Critical factors affecting women’s right to adequate housing and land are lack of secure tenure, lack of information about women’s human rights, lack of access to affordable social services as a result of privatization, lack of access to credit and housing subsidies, bureaucratic barriers preventing access to housing programmes, rising poverty and unemployment and discriminatory cultural and traditional practices. The Special Rapporteur notes that a State’s obligation to eliminate gender discrimination is one of immediate effect and failure to do so constitutes a human rights violation. There is an urgent need to address multiple forms of discrimination that women face on grounds including race, class, ethnicity, caste, health, disability, sexual orientation, and other factors. An intersectional approach to gender discrimination is essential to address such multiple forms of discrimination faced by women.
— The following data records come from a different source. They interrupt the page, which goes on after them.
//! Dense per-symbol occurrence counts.
//!
//! For words of $n$ bits the histogram has exactly $2^n$ bins, one per
//! possible symbol, including the empty ones. Memory is therefore
//! exponential in the word length; callers bound it.

/// Occurrence counts indexed by symbol value.
#[derive(Debug, Clone, PartialEq, Eq)]
pub struct Histogram {
    counts: Vec<u64>,
}

impl Histogram {
    /// Count `symbols` into `bins` zero-initialized bins.
    ///
    /// Symbols outside `0..bins` are ignored.
    pub fn from_symbols<I: IntoIterator<Item = u64>>(bins: usize, symbols: I) -> Self {
        Self::tally(vec![0u64; bins], symbols)
    }

    /// Count `symbols` into pre-allocated, zeroed `counts`.
    pub(crate) fn tally<I: IntoIterator<Item = u64>>(mut counts: Vec<u64>, symbols: I) -> Self {
        for symbol in symbols {
            if let Some(slot) = usize::try_from(symbol)
                .ok()
                .and_then(|i| counts.get_mut(i))
            {
                *slot += 1;
            }
        }
        Self { counts }
    }

    /// Number of bins.
    pub fn len(&self) -> usize {
        self.counts.len()
    }

    /// Return true if there are no bins.
    pub fn is_empty(&self) -> bool {
        self.counts.is_empty()
    }

    /// Count for `symbol`, zero when out of range.
    pub fn get(&self, symbol: u64) -> u64 {
        usize::try_from(symbol)
            .ok()
            .and_then(|i| self.counts.get(i))
            .copied()
            .unwrap_or(0)
    }

    /// Sum of all bins.
    pub fn total(&self) -> u64 {
        self.counts.iter().sum()
    }

    /// Raw counts, indexed by symbol.
    pub fn counts(&self) -> &[u64] {
        &self.counts
    }

    /// `(symbol, count)` pairs in symbol order.
    pub fn iter(&self) -> impl Iterator<Item = (u64, u64)> + '_ {
        self.counts
            .iter()
            .enumerate()
            .map(|(symbol, &count)| (symbol as u64, count))
    }

    /// The symbol with the highest count; ties go to the smallest symbol.
    ///
    /// Returns `None` when every bin is empty.
    pub fn most_frequent(&self) -> Option<(u64, u64)> {
        self.iter()
            .filter(|&(_, count)| count > 0)
            .fold(None, |best, (symbol, count)| match best {
                Some((_, best_count)) if best_count >= count => best,
                _ => Some((symbol, count)),
            })
    }
}

#[cfg(test)]
mod tests {
    use super::*;

    #[test]
    fn test_histogram_counts() {
        let h = Histogram::from_symbols(4, [1, 3, 1, 0, 1]);
        assert_eq!(h.len(), 4);
        assert_eq!(h.counts(), &[1, 3, 0, 1]);
        assert_eq!(h.get(1), 3);
        assert_eq!(h.get(2), 0);
        assert_eq!(h.get(99), 0);
        assert_eq!(h.total(), 5);
        assert_eq!(h.most_frequent(), Some((1, 3)));
    }

    #[test]
    fn test_histogram_empty_bins_present() {
        let h = Histogram::from_symbols(8, std::iter::empty());
        assert_eq!(h.len(), 8);
        assert_eq!(h.total(), 0);
        assert_eq!(h.most_frequent(), None);
        assert!(h.iter().all(|(_, c)| c == 0));
    }

    #[test]
    fn test_histogram_tie_prefers_smaller_symbol() {
        let h = Histogram::from_symbols(4, [3, 2, 3, 2]);
        assert_eq!(h.most_frequent(), Some((2, 2)));
    }
}
//! Error types for bit and word ring operations.

use thiserror::Error;

/// Error variants for ring construction and symbol extraction.
#[derive(Debug, Clone, PartialEq, Eq, Error)]
pub enum Error {
    /// Construction parameters violate a ring invariant.
    #[error("invalid configuration: {0}")]
    InvalidConfiguration(String),

    /// Fewer bits than one word have been inserted since the last reset.
    #[error("insufficient bits: have {have}, need {need}")]
    InsufficientBits {
        /// Bits inserted since construction or the last reset.
        have: usize,
        /// Bits required for one word.
        need: usize,
    },

    /// A bit sequence is too long to decode exactly into a symbol.
    #[error("numeric overflow: {length} bits exceeds the {max}-bit limit")]
    NumericOverflow {
        /// Requested length in bits.
        length: usize,
        /// Largest supported length in bits.
        max: usize,
    },

    /// A histogram of `2^word_length` bins cannot be allocated.
    #[error("histogram too large: 2^{word_length} bins")]
    HistogramTooLarge {
        /// Bits per symbol of the ring.
        word_length: usize,
    },
}

/// A specialized Result type for ring operations.
pub type Result<T> = std::result::Result<T, Error>;
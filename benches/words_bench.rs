use bitwords::{BitRing, WordRing};
use criterion::{black_box, criterion_group, criterion_main, Criterion};

fn stream(len: usize) -> Vec<bool> {
    // xorshift64
    let mut x = 0x9E37_79B9_7F4A_7C15u64;
    (0..len)
        .map(|_| {
            x ^= x << 13;
            x ^= x >> 7;
            x ^= x << 17;
            x & 1 == 1
        })
        .collect()
}

fn bench_words(c: &mut Criterion) {
    let mut group = c.benchmark_group("words");
    let bits_in = stream(64_000);

    group.bench_function("slide_8bit", |b| {
        b.iter(|| {
            let mut bits = BitRing::new(8).unwrap();
            let mut ring = WordRing::new(8, 1024).unwrap();
            for &bit in &bits_in {
                bits.insert_bit(bit);
                let _ = black_box(ring.try_extract_and_store(&mut bits));
            }
        })
    });

    group.bench_function("overlap_16bit", |b| {
        b.iter(|| {
            let mut bits = BitRing::new(16).unwrap();
            let mut ring = WordRing::with_overlap(16, 1024, 12).unwrap();
            for chunk in bits_in.chunks(4) {
                for &bit in chunk {
                    bits.insert_bit(bit);
                }
                let _ = black_box(ring.try_extract_and_store(&mut bits));
            }
        })
    });

    let mut bits = BitRing::new(12).unwrap();
    let mut ring = WordRing::new(12, 4096).unwrap();
    for &bit in &bits_in {
        bits.insert_bit(bit);
        let _ = ring.try_extract_and_store(&mut bits);
    }
    group.bench_function("histogram_12bit", |b| {
        b.iter(|| black_box(ring.histogram().total()))
    });
}

criterion_group!(benches, bench_words);
criterion_main!(benches);
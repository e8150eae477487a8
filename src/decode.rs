//! MSB-first conversion between bit sequences and integer symbols.
//!
//! A word of $n$ bits $b_0 b_1 \dots b_{n-1}$ decodes to
//! $\sum_i b_i \cdot 2^{n-1-i}$, so the first bit carries the largest weight.
//! Weights are applied with shifts, never floating-point powers.

use crate::error::{Error, Result};

/// Largest word length, in bits, that decodes exactly into a `u64` symbol.
///
/// One bit below the width of `u64`, which also keeps `1 << MAX_WORD_LENGTH`
/// representable.
pub const MAX_WORD_LENGTH: usize = u64::BITS as usize - 1;

/// Fail with `NumericOverflow` if `length` exceeds [`MAX_WORD_LENGTH`].
pub(crate) fn check_length(length: usize) -> Result<()> {
    if length > MAX_WORD_LENGTH {
        return Err(Error::NumericOverflow {
            length,
            max: MAX_WORD_LENGTH,
        });
    }
    Ok(())
}

/// Fold bits into an accumulator, most significant first.
#[inline]
pub(crate) fn fold_bits<I: IntoIterator<Item = bool>>(bits: I) -> u64 {
    bits.into_iter()
        .fold(0u64, |acc, bit| (acc << 1) | u64::from(bit))
}

/// Decode a plain (non-circular) bit sequence into its symbol.
///
/// ```
/// use bitwords::decode::decode_bits;
/// assert_eq!(decode_bits(&[true, false, true]).unwrap(), 5);
/// ```
pub fn decode_bits(bits: &[bool]) -> Result<u64> {
    check_length(bits.len())?;
    Ok(fold_bits(bits.iter().copied()))
}

/// Expand `value` into `length` bits, most significant first.
///
/// Bits of `value` above `length` are ignored.
pub fn encode_bits(value: u64, length: usize) -> Result<Vec<bool>> {
    check_length(length)?;
    Ok((0..length)
        .rev()
        .map(|shift| (value >> shift) & 1 == 1)
        .collect())
}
Among several recommendations to States, the United Nations and civil society actors, the Special Rapporteur calls for the implementation of innovative government housing policies and programmes. The Special Rapporteur also stresses the importance of integrating women’s human rights into poverty reduction strategies, anti-poverty policies and rural development and land reform programmes. Furthermore, in adhering to his mandate, the Special Rapporteur emphasizes the adoption of an indivisibility-of-rights approach to promoting women’s rights to adequate housing.